Ein kritischer Punkt in der Anfangsphase war der Schaft. Der Schuh ist mittelhoch geschnitten und der Abschluss saß bei unserem Tester exakt auf Höhe des Knöchels. Dies führte bei der ersten Ausfahrt zu unangenehmen Reibungen und Druckstellen. Der Schaftabschluss ist zwar flexibel, aber dennoch stabil genug, um bei jeder Tretbewegung spürbar zu sein. Die gute Nachricht: Dieses Problem löste sich buchstäblich in Luft auf. Nach etwa eineinhalb Ausfahrten hatte sich das Material offenbar so weit angepasst oder weich gearbeitet, dass das Drücken verschwand. Mittlerweile umschließt der Schaft den Knöchel angenehm und unauffällig. Es empfiehlt sich also, dem Schuh eine kurze Einlauf- beziehungsweise „Einfahrzeit“ zu gönnen, bevor man auf die ganz große Tour geht.

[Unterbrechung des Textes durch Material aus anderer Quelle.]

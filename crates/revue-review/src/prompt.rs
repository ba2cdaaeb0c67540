use std::path::Path;

use revue_core::{CodeMetricsResult, Severity};

use crate::tools::ReviewTool;

const SYSTEM_PROMPT: &str = "\
You are Revue, a senior code reviewer. You give clear, constructive and \
actionable feedback on code changes, and you care about correctness, \
readability and long-term maintainability.

Approach:
- Be professional, respectful and collaborative.
- Assume good intent and adapt to the author's level of experience.
- Take the chance to teach when it helps.

Look at:
1. Correctness: bugs, logic errors, unhandled edge cases, regressions.
2. Clarity: naming, structure, comments where the code is not obvious.
3. Maintainability: duplication, needless complexity, tight coupling.
4. Consistency: conventions and patterns already used in the codebase.
5. Performance: avoidable work and obvious bottlenecks.
6. Security: injection, unsafe evaluation, leaked secrets, unchecked input.
7. Testing: whether the change is covered by meaningful tests.
8. Robustness: error handling and behavior under load or bad input.

When you respond:
- Use plain language.
- For every issue, say why it matters and suggest a fix.
- Use bullet points and code blocks where they help.
- Skip nitpicks unless they hurt readability; mark the ones you keep with \"Nit:\".
- Call out what was done well.";

/// Build the system prompt, describing only the tools that are enabled.
///
/// # Examples
///
/// ```
/// use revue_review::prompt::build_system_prompt;
/// use revue_review::tools::ReviewTool;
///
/// let prompt = build_system_prompt(&[ReviewTool::FileChanges]);
/// assert!(prompt.contains("Revue"));
/// assert!(prompt.contains("get_file_changes_in_directory"));
/// assert!(!prompt.contains("write_review_to_markdown"));
/// ```
pub fn build_system_prompt(tools: &[ReviewTool]) -> String {
    let mut prompt = String::from(SYSTEM_PROMPT);

    prompt.push_str("\n\nTools:\n");
    for tool in tools {
        let usage = match tool {
            ReviewTool::FileChanges => "fetch the per-file diffs of a directory (root_dir).",
            ReviewTool::CommitMessage => {
                "build a conventional commit message (root_dir, summary, type one of \
                 feat/fix/docs/style/refactor/perf/test/chore, optional scope)."
            }
            ReviewTool::WriteReport => {
                "save the complete review as markdown (root_dir, review, optional \
                 filename, default code-review.md)."
            }
        };
        prompt.push_str(&format!("- {}: {usage}\n", tool.name()));
    }

    prompt.push_str("\nWorkflow:\n");
    let mut step = 1;
    let mut push_step = |text: &str| {
        prompt.push_str(&format!("{step}. {text}\n"));
        step += 1;
    };
    push_step("Call get_file_changes_in_directory to see the changes.");
    push_step("Review the changes.");
    if tools.contains(&ReviewTool::CommitMessage) {
        push_step("Call generate_commit_message to suggest a commit message.");
    }
    if tools.contains(&ReviewTool::WriteReport) {
        push_step("Call write_review_to_markdown with your complete review.");
    }
    push_step("Reply with the full review as your final message.");

    prompt
}

/// Build the user prompt asking for a review of `root_dir`, with the
/// lexical metrics as extra context.
///
/// # Examples
///
/// ```
/// use std::path::Path;
/// use revue_core::CodeMetricsResult;
/// use revue_review::prompt::build_review_prompt;
///
/// let prompt = build_review_prompt(Path::new("/repo"), &CodeMetricsResult::default());
/// assert!(prompt.contains("/repo"));
/// assert!(prompt.contains("0 files changed"));
/// ```
pub fn build_review_prompt(root_dir: &Path, metrics: &CodeMetricsResult) -> String {
    let mut prompt = format!(
        "Review the code changes in the directory: {}\n\n",
        root_dir.display()
    );
    prompt.push_str(&metrics_summary(metrics));
    prompt
}

/// Short plain-text digest of the metrics for the model.
pub fn metrics_summary(metrics: &CodeMetricsResult) -> String {
    let mut out = format!(
        "Automated metrics (heuristic, pattern based): {} files changed, +{} -{} lines, \
         complexity score {:.2}.\n",
        metrics.files_changed,
        metrics.lines_added,
        metrics.lines_removed,
        metrics.complexity_score
    );

    if metrics.security_issues.is_empty() {
        out.push_str("No security indicators were flagged.\n");
        return out;
    }

    out.push_str(&format!(
        "Security indicators flagged: {} high, {} medium, {} low. Verify each one, \
         many are false positives:\n",
        metrics.count_severity(Severity::High),
        metrics.count_severity(Severity::Medium),
        metrics.count_severity(Severity::Low),
    ));
    for issue in &metrics.security_issues {
        let at = issue
            .line
            .map(|l| format!(" (added line {l})"))
            .unwrap_or_default();
        out.push_str(&format!(
            "- [{}] {}{at}: {}\n",
            issue.severity, issue.file, issue.description
        ));
    }
    out
}

#[cfg(test)]
mod tests {
    use super::*;
    use revue_core::SecurityIssue;

    #[test]
    fn all_tools_produce_full_workflow() {
        let prompt = build_system_prompt(&ReviewTool::ALL);
        for tool in ReviewTool::ALL {
            assert!(prompt.contains(tool.name()));
        }
        assert!(prompt.contains("5. Reply with the full review"));
    }

    #[test]
    fn disabled_steps_are_left_out() {
        let prompt = build_system_prompt(&[ReviewTool::FileChanges, ReviewTool::WriteReport]);
        assert!(!prompt.contains("generate_commit_message"));
        assert!(prompt.contains("3. Call write_review_to_markdown"));
        assert!(prompt.contains("4. Reply with the full review"));
    }

    #[test]
    fn metrics_summary_lists_issues() {
        let metrics = CodeMetricsResult {
            lines_added: 10,
            lines_removed: 2,
            files_changed: 3,
            complexity_score: 1.83,
            security_issues: vec![SecurityIssue {
                file: "src/db.ts".into(),
                line: Some(3),
                severity: Severity::Medium,
                description: "Potential SQL injection".into(),
            }],
        };
        let summary = metrics_summary(&metrics);
        assert!(summary.contains("3 files changed, +10 -2 lines"));
        assert!(summary.contains("complexity score 1.83"));
        assert!(summary.contains("0 high, 1 medium, 0 low"));
        assert!(summary.contains("- [medium] src/db.ts (added line 3): Potential SQL injection"));
    }

    #[test]
    fn review_prompt_without_issues() {
        let prompt = build_review_prompt(Path::new("."), &CodeMetricsResult::default());
        assert!(prompt.starts_with("Review the code changes in the directory: ."));
        assert!(prompt.contains("No security indicators were flagged."));
    }
}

Ist diese Hürde genommen, überzeugt das Innenleben. Das gebürstete Fleece-Futter fühlt sich extrem angenehm an und vermittelt sofort ein Gefühl von Wärme und Geborgenheit. Der Fuß sitzt satt im Schuh, fixiert durch das gut funktionierende BOA-System und den Klettverschluss. Letzterer sorgt für einen definierten Sitz am Sprunggelenk, ohne die Blutzufuhr abzuschnüren.
Auf dem Trail: Steifigkeit und Laufverhalten
Klickt man ein, merkt man schnell, dass fizik seine Wurzeln im Performance-Bereich hat. Der Steifigkeitsindex von 5 ist für den Gravel- und Trail-Einsatz sehr gut gewählt. Die Kraftübertragung ist direkt und effizient; man hat nie das Gefühl, Energie in einer weichen Sohle zu verpuffen. Dennoch bietet der Nylon-Unterbau genug Dämpfung, um auf ruppigen Wurzelpassagen nicht jeden Schlag ungefiltert an den Fuß weiterzugeben.

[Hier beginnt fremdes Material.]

//! Where diffs come from.
//!
//! A [`DiffSource`] answers two questions: which files changed (with line
//! counts), and what the unified diff of one of those files looks like.
//! [`GitDiffSource`] asks a git working tree through libgit2;
//! [`PatchDiffSource`] serves an already-produced patch.

use std::path::{Path, PathBuf};

use git2::{Delta, DiffFormat, DiffOptions, Patch, Repository};
use revue_core::{Baseline, ChangeSummaryEntry, RevueError};
use tracing::debug;

use crate::parser::{split_unified_diff, FilePatch};

/// Produces a per-file change summary and per-file diff text.
pub trait DiffSource {
    /// Every changed file with its insertion and deletion counts, in the
    /// order the backend reports them.
    ///
    /// # Errors
    ///
    /// Returns an error if the backend cannot be queried.
    fn summary(&self) -> Result<Vec<ChangeSummaryEntry>, RevueError>;

    /// Unified diff text for one file. A file without changes yields an
    /// empty string.
    ///
    /// # Errors
    ///
    /// Returns an error if the backend cannot be queried.
    fn diff(&self, file_path: &str) -> Result<String, RevueError>;
}

/// Diff source backed by a git repository.
///
/// # Examples
///
/// ```no_run
/// use revue_core::Baseline;
/// use revue_difflens::source::{DiffSource, GitDiffSource};
///
/// let source = GitDiffSource::open(".", Baseline::Head).unwrap();
/// for entry in source.summary().unwrap() {
///     println!("{} +{} -{}", entry.file_path, entry.insertions, entry.deletions);
/// }
/// ```
pub struct GitDiffSource {
    repo: Repository,
    baseline: Baseline,
}

impl GitDiffSource {
    /// Open the repository containing `root_dir`.
    ///
    /// # Errors
    ///
    /// Returns [`RevueError::Git`] if no repository is found or it has no
    /// working tree.
    pub fn open(root_dir: impl AsRef<Path>, baseline: Baseline) -> Result<Self, RevueError> {
        let root_dir = root_dir.as_ref();
        let repo = Repository::discover(root_dir).map_err(|e| {
            RevueError::Git(format!(
                "failed to open repository at {}: {e}",
                root_dir.display()
            ))
        })?;
        if repo.is_bare() {
            return Err(RevueError::Git(format!(
                "{} is a bare repository with no working tree",
                root_dir.display()
            )));
        }
        debug!(baseline = %baseline, "opened git diff source");
        Ok(Self { repo, baseline })
    }

    /// Root of the working tree.
    pub fn workdir(&self) -> PathBuf {
        self.repo
            .workdir()
            .map(Path::to_path_buf)
            .unwrap_or_default()
    }

    /// The baseline this source compares against.
    pub fn baseline(&self) -> &Baseline {
        &self.baseline
    }

    fn build_diff(&self, pathspec: Option<&str>) -> Result<git2::Diff<'_>, RevueError> {
        let mut opts = DiffOptions::new();
        if let Some(path) = pathspec {
            opts.pathspec(path);
            opts.disable_pathspec_match(true);
        }

        let tree = match &self.baseline {
            Baseline::Index => {
                return self
                    .repo
                    .diff_index_to_workdir(None, Some(&mut opts))
                    .map_err(|e| RevueError::Git(format!("failed to compute diff: {e}")));
            }
            Baseline::Head => match self.repo.head() {
                Ok(head) => Some(
                    head.peel_to_tree()
                        .map_err(|e| RevueError::Git(format!("failed to read HEAD tree: {e}")))?,
                ),
                // Unborn branch: everything in the index is new.
                Err(e) if e.code() == git2::ErrorCode::UnbornBranch => None,
                Err(e) => return Err(RevueError::Git(format!("failed to resolve HEAD: {e}"))),
            },
            Baseline::Rev(rev) => Some(
                self.repo
                    .revparse_single(rev)
                    .and_then(|obj| obj.peel_to_tree())
                    .map_err(|e| RevueError::Git(format!("failed to resolve '{rev}': {e}")))?,
            ),
        };

        self.repo
            .diff_tree_to_workdir_with_index(tree.as_ref(), Some(&mut opts))
            .map_err(|e| RevueError::Git(format!("failed to compute diff: {e}")))
    }
}

impl DiffSource for GitDiffSource {
    fn summary(&self) -> Result<Vec<ChangeSummaryEntry>, RevueError> {
        let diff = self.build_diff(None)?;
        let mut entries = Vec::with_capacity(diff.deltas().len());

        for idx in 0..diff.deltas().len() {
            let patch = Patch::from_diff(&diff, idx)
                .map_err(|e| RevueError::Git(format!("failed to load patch: {e}")))?;
            let Some(delta) = diff.get_delta(idx) else {
                continue;
            };
            if delta.status() == Delta::Unmodified {
                continue;
            }

            let file = if delta.status() == Delta::Deleted {
                delta.old_file()
            } else {
                delta.new_file()
            };
            let Some(path) = file.path() else {
                continue;
            };
            let file_path = path.to_string_lossy().into_owned();

            let entry = match patch {
                Some(patch) if !patch.delta().flags().is_binary() => {
                    let (_, insertions, deletions) = patch
                        .line_stats()
                        .map_err(|e| RevueError::Git(format!("failed to count lines: {e}")))?;
                    ChangeSummaryEntry::new(file_path, insertions as u64, deletions as u64)
                }
                _ => ChangeSummaryEntry {
                    binary: true,
                    ..ChangeSummaryEntry::new(file_path, 0, 0)
                },
            };
            entries.push(entry);
        }

        Ok(entries)
    }

    fn diff(&self, file_path: &str) -> Result<String, RevueError> {
        let diff = self.build_diff(Some(file_path))?;
        let mut out = String::new();
        diff.print(DiffFormat::Patch, |_delta, _hunk, line| {
            if matches!(line.origin(), '+' | '-' | ' ') {
                out.push(line.origin());
            }
            out.push_str(&String::from_utf8_lossy(line.content()));
            true
        })
        .map_err(|e| RevueError::Git(format!("failed to render diff for {file_path}: {e}")))?;
        Ok(out)
    }
}

/// Diff source backed by an existing unified diff, e.g. a `.patch` file or
/// the output of `git diff` piped on stdin.
///
/// A path touched more than once (say, a concatenated `git log -p`) is
/// reported once: counts are summed and its diff is every patch in order.
///
/// # Examples
///
/// ```
/// use revue_difflens::source::{DiffSource, PatchDiffSource};
///
/// let patch = "diff --git a/a.ts b/a.ts\n\
///              --- a/a.ts\n\
///              +++ b/a.ts\n\
///              @@ -1 +1 @@\n\
///              -let x = 1;\n\
///              +let x = 2;\n";
/// let source = PatchDiffSource::parse(patch).unwrap();
/// let summary = source.summary().unwrap();
/// assert_eq!(summary[0].file_path, "a.ts");
/// assert_eq!((summary[0].insertions, summary[0].deletions), (1, 1));
/// assert!(source.diff("a.ts").unwrap().contains("+let x = 2;"));
/// ```
#[derive(Debug, Clone, Default)]
pub struct PatchDiffSource {
    files: Vec<FilePatch>,
}

impl PatchDiffSource {
    /// Split `patch` into files.
    ///
    /// # Errors
    ///
    /// Returns [`RevueError::Parse`] if a hunk header is malformed.
    pub fn parse(patch: &str) -> Result<Self, RevueError> {
        Ok(Self::from(split_unified_diff(patch)?))
    }

    /// Read and split a patch file.
    ///
    /// # Errors
    ///
    /// Returns [`RevueError::FileNotFound`] if `path` does not exist, or
    /// any error from [`PatchDiffSource::parse`].
    pub fn from_file(path: &Path) -> Result<Self, RevueError> {
        if !path.exists() {
            return Err(RevueError::FileNotFound(path.to_path_buf()));
        }
        Self::parse(&std::fs::read_to_string(path)?)
    }

    /// The files in this patch.
    pub fn files(&self) -> &[FilePatch] {
        &self.files
    }
}

impl From<Vec<FilePatch>> for PatchDiffSource {
    fn from(patches: Vec<FilePatch>) -> Self {
        let mut files: Vec<FilePatch> = Vec::with_capacity(patches.len());
        for patch in patches {
            match files.iter_mut().find(|f| f.path() == patch.path()) {
                Some(file) => {
                    file.text.push_str(&patch.text);
                    file.insertions += patch.insertions;
                    file.deletions += patch.deletions;
                    file.hunks += patch.hunks;
                    file.is_binary |= patch.is_binary;
                }
                None => files.push(patch),
            }
        }
        Self { files }
    }
}

impl DiffSource for PatchDiffSource {
    fn summary(&self) -> Result<Vec<ChangeSummaryEntry>, RevueError> {
        Ok(self
            .files
            .iter()
            .map(|f| ChangeSummaryEntry {
                binary: f.is_binary,
                ..ChangeSummaryEntry::new(f.path(), f.insertions, f.deletions)
            })
            .collect())
    }

    fn diff(&self, file_path: &str) -> Result<String, RevueError> {
        self.files
            .iter()
            .find(|f| f.path() == file_path)
            .map(|f| f.text.clone())
            .ok_or_else(|| RevueError::FileNotFound(PathBuf::from(file_path)))
    }
}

Muss man doch einmal vom Rad, schlägt sich die neu gestaltete X5-Sohle wacker. Der Laufkomfort ist für einen Radschuh dieser Kategorie in Ordnung, auch wenn man aufgrund der steifen Sohle natürlich nicht wie auf Wolken läuft. Die Gummierung bietet auf Waldboden und Schotter guten Halt. Für ausgedehnte Wanderungen oder gar Marathon-Laufeinlagen ist der Schuh konzeptionell nicht gemacht, aber für die typischen Tragepassagen beim Graveln oder Mountainbiken reicht der Grip völlig aus.
Der Härtetest: Nässe und Kälte
Kommen wir zur Königsdisziplin: Dem Wetterschutz. Hier zeigt der Terra Artica GTX zwei Gesichter. Beginnen wir mit dem Positiven: Die Wasserdichtigkeit ist über jeden Zweifel erhaben. Selbst bei Fahrten durch tiefe Pfützen und bei anhaltendem Spritzwasser von unten blieben die Füße trocken. Die GORE-TEX-Membran verrichtet ihren Dienst zuverlässig, und auch die Konstruktion des Schafts verhindert effektiv, dass Wasser von oben eindringt – vorausgesetzt, die Hose ist lang genug oder sitzt gut darüber.

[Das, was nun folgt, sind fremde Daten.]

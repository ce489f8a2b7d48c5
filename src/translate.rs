//! Guest-path to host-path translation.
//!
//! A distribution image mounted by the host is reachable under some prefix
//! (`\\wsl.localhost\Ubuntu22.04LTS` on Windows 11, `\\wsl$\...` on
//! Windows 10, or any plain directory when testing). Paths inside the guest
//! are POSIX-absolute; translating one means re-rooting it under the prefix
//! with the host's native separators.

use anyhow::{bail, Result};
use std::path::{Path, PathBuf};

/// Translate a POSIX-absolute guest path into a host path under `host_prefix`.
///
/// The prefix is treated as an opaque fragment to prepend: no normalization,
/// no symlink resolution, no case changes. Each guest segment is appended
/// with the host-native separator, so the result is the naive concatenation
/// of prefix and segments.
///
/// Fails on a guest path that is not absolute, names no file (bare `/`), or
/// contains a `..` segment: translated paths must never escape the prefix.
pub fn translate(host_prefix: &Path, guest_path: &str) -> Result<PathBuf> {
    let Some(relative) = guest_path.strip_prefix('/') else {
        bail!("guest path '{guest_path}' is not absolute");
    };
    if relative.is_empty() {
        bail!("guest path '{guest_path}' does not name a file");
    }

    let mut translated = host_prefix.to_path_buf();
    for segment in relative.split('/').filter(|s| !s.is_empty()) {
        if segment == ".." {
            bail!("guest path '{guest_path}' escapes the mount prefix");
        }
        translated.push(segment);
    }
    Ok(translated)
}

Differenzierter muss man die Wärmeleistung betrachten. fizik bewirbt den Schuh mit Attributen wie „fully insulated“ und geeignet für „extreme climates“. Unser Praxistest zeigte jedoch klare Grenzen auf. Im Temperaturbereich von 0 bis 5 Grad Celsius funktioniert das Konzept hervorragend. Das Fleece-Futter und die Isolierung halten den Fuß angenehm warm, ohne dass man ins Schwitzen gerät – hier scheint die Atmungsaktivität der Membran tatsächlich gut zu greifen.
Fällt das Thermometer jedoch auf den Gefrierpunkt oder darunter, stößt der Terra Artica GTX an seine Limits. Trotz dickerer Socken wurden die Zehen unseres Testers bei Temperaturen um und unter 0 Grad nach etwa 90 bis 120 Minuten spürbar kalt. Vor allem der Vorfußbereich scheint hier die Kältebrücke zu sein. Für einen Schuh, der explizit als Winterschuh vermarktet wird, ist das etwas ernüchternd. Wer wirklich bei strengem Frost unterwegs sein will, wird um zusätzliche Überschuhe kaum herumkommen – was das Konzept eines dedizierten Winterschuhs ein Stück weit ad absurdum führt, da man dann auch fast wieder den Sommerschuh nutzen könnte.